– специальная премия жюри XIV международного кинофестиваля в Панаме (1976) за исполнение роли Лопахина.
“Аллеи этой на Одесской студии сейчас нет. Недлинной, идущей влево от проходной, немного наискосок. Аллеей этой мы ходили, направляясь к небольшому одноэтажному зданию, именуемому громко «Производственный корпус».
На той аллее я и встретил однажды человека, незнакомого мне, он был не из студийных. Человека с слегка раскачивающейся походкой, одетого в темно-синюю гимнастерку и галифе, в сапогах – костюм совершенно немыслимый для жаркого одесского июля. Я сразу узнал его, хотя никогда не видел и фамилию его услышал дня за два до этого, и она ничего мне не говорила. И тем не менее я сразу узнал его. Здесь нет никакой мистики. Речь идет о студенте третьего курса режиссерского факультета, приехавшем на практику. Я начинал ставить фильм «Два Федора», мне нужен был исполнитель главной роли, сценарий был славный, но несколько, как казалось мне, сентиментальный, и нужен был настоящий солдат. Среди актеров, которых я знал, мне такой не виделся. И вот вгиковцы, его однокурсники, назвали мне фамилию, которую я никогда не слышал. Шукшин. Самого его ни разу не встречал – он поступил во ВГИК, когда я его окончил. И вот, встретив в Одессе, я сразу узнал его. Не обратить на него внимания нельзя было.
Мы поравнялись, прошли мимо, не сказав ни слова друг другу, – он был на практике у товарища и пробовался на одну из ролей, и до результата проб заговаривать с ним мне было неудобно. Но странно, потом, когда мы познакомились и я услышал его голос, он был совершенно таким, каким я ожидал, вернее, каким он и должен быть у такого человека, с таким лицом, с таким обликом. Он, голос, был похож на него, он был его, был настоящий. Сейчас – похожего не знаю.
Некоторое время, проходя друг мимо друга, мы продолжали молчать, потом стали сдержанно кивать друг другу. Наконец, когда он не был утвержден в картине, я предложил ему прочесть сценарий, сказав, что если он согласится, никого другого снимать не буду. Он согласился. До сих пор не могу понять, что его привлекло тогда. Главная роль, моя ли откровенность, которой он поверил? Так или иначе, мы условились, и я уехал в Киев утверждать сценарий.
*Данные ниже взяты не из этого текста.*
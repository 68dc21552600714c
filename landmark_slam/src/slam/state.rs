//! Flat state vector layout
//!
//! The optimizer works on one dense vector:
//!
//! ```text
//! [x0, y0, θ0, x1, y1, θ1, ..., x(N-1), y(N-1), θ(N-1), lx0, ly0, ..., lx(M-1), ly(M-1)]
//! ```
//!
//! Landmarks that have never been observed still occupy their two slots and
//! are packed as `(0, 0)`.

use crate::error::{Result, SlamError};
use crate::slam::geometry::{Point2D, Pose2D};
use nalgebra::DVector;

/// Column of pose `index`'s x entry
pub fn pose_offset(index: usize) -> usize {
    index * 3
}

/// Column of landmark `index`'s x entry in a graph of `pose_count` poses
pub fn landmark_offset(pose_count: usize, index: usize) -> usize {
    pose_count * 3 + index * 2
}

/// Length of the state vector for the given graph size
pub fn state_len(pose_count: usize, landmark_count: usize) -> usize {
    pose_count * 3 + landmark_count * 2
}

/// Concatenate poses then landmarks into one vector.
pub fn pack(trajectory: &[Pose2D], landmarks: &[Point2D]) -> DVector<f64> {
    let mut state = DVector::zeros(state_len(trajectory.len(), landmarks.len()));
    let mut idx = 0;

    for pose in trajectory {
        state[idx] = pose.x;
        state[idx + 1] = pose.y;
        state[idx + 2] = pose.theta;
        idx += 3;
    }

    for lm in landmarks {
        state[idx] = lm.x;
        state[idx + 1] = lm.y;
        idx += 2;
    }

    state
}

/// Pack a landmark map whose unobserved slots are `None`.
pub fn pack_map(trajectory: &[Pose2D], landmarks: &[Option<Point2D>]) -> DVector<f64> {
    pack(trajectory, &placeholder_positions(landmarks))
}

/// Resolve every slot to a concrete position, `(0, 0)` for unobserved ones
pub fn placeholder_positions(landmarks: &[Option<Point2D>]) -> Vec<Point2D> {
    landmarks
        .iter()
        .map(|lm| lm.unwrap_or_else(Point2D::origin))
        .collect()
}

/// Split a state vector back into poses and landmarks.
///
/// The pose count is inferred from the vector length and `landmark_count`.
pub fn unpack(state: &DVector<f64>, landmark_count: usize) -> Result<(Vec<Pose2D>, Vec<Point2D>)> {
    let pose_count = pose_count(state.len(), landmark_count)?;

    let trajectory = (0..pose_count)
        .map(|i| {
            let p = pose_offset(i);
            Pose2D::new(state[p], state[p + 1], state[p + 2])
        })
        .collect();

    let landmarks = (0..landmark_count)
        .map(|j| {
            let l = landmark_offset(pose_count, j);
            Point2D::new(state[l], state[l + 1])
        })
        .collect();

    Ok((trajectory, landmarks))
}

/// Number of poses held by a state vector of length `len`
pub fn pose_count(len: usize, landmark_count: usize) -> Result<usize> {
    let invalid = SlamError::StateLength {
        len,
        landmark_count,
    };
    let pose_entries = len.checked_sub(landmark_count * 2).ok_or(invalid.clone())?;
    if pose_entries % 3 != 0 {
        return Err(invalid);
    }
    Ok(pose_entries / 3)
}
После обсуждения сценария в киевском Комитете дали поправки, было установлено, что я сделаю их прямо в режиссерском сценарии в короткий срок – две недели. Я остался в Киеве, засел в гостинице, целыми днями писал, резал, клеил. Однажды в дверь постучали, и в номер, к моему изумлению, вошел Шукшин. Вид у него был хмурый и одновременно смущенный. На мой вопрос, откуда он взялся вдруг, ответил, что приехал на съемки. Оказалось, что после моего отъезда из Одессы в группе, в которой он до этого пробовался, произошли какие-то неполадки с актерами, и его срочно утвердили на этот раз на главную роль. Он сообщил, что ему сказали, что мне, мол, сценарий утверждать не собираются, и я запущен не буду. Я высказал недоумение, кивнув на груду листов, и сообщил, что он попросту введен в заблуждение. Шукшин произнес короткое «ясно», подвигал желваками и... уехал в Москву.
Потом, когда я был запущен, его за эту решительную акцию не разрешали пробовать, потом... потом как-то, уж не помню сейчас как, все это улеглось – наверное, убедил экран, проба (провести которую в конце концов разрешили). Потом была работа, о которой, несмотря на то, что она протекала тяжело – я все время болел, – вспоминаю как о счастливом времени. Мы договорились сразу об общей позиции, и работа шла непринужденно, как дружеский разговор, в котором собеседники хорошо и легко понимают друг друга.
Я иногда замечал в его руках тонкую ученическую тетрадь, свернутую в трубку, я знал, что он пишет для себя, кажется, рассказы, его однокурсники говорили, что пишет неплохо, но я – не хочу прикидываться проницательным – не придавал этому особенного значения.
В длинные осенние вечера, когда в Одессе особенно уныло и неуютно, он приходил в мою комнатку в студийной гостинице. Незаметно, как-то не специально, он начинал рассказывать. Рассказов не помню – голова всегда забита предстоящей съемкой, мысли о которой вымывают из мозгов все, кроме нее. Это были не рассказы в собственном смысле этого слова, сюжетные истории, законченные вещи, нет, просто он рассказывал о своих родных местах и людях, которых знал. Помню его рассказ о старом своем деде, который подбадривал кулачных бойцов, а потом, не выдержав, сам ввязался в бой на кулачках и одолел противника. Рассказал так смачно, что мне, человеку совершенно не воинственному, отчаянно захотелось подраться.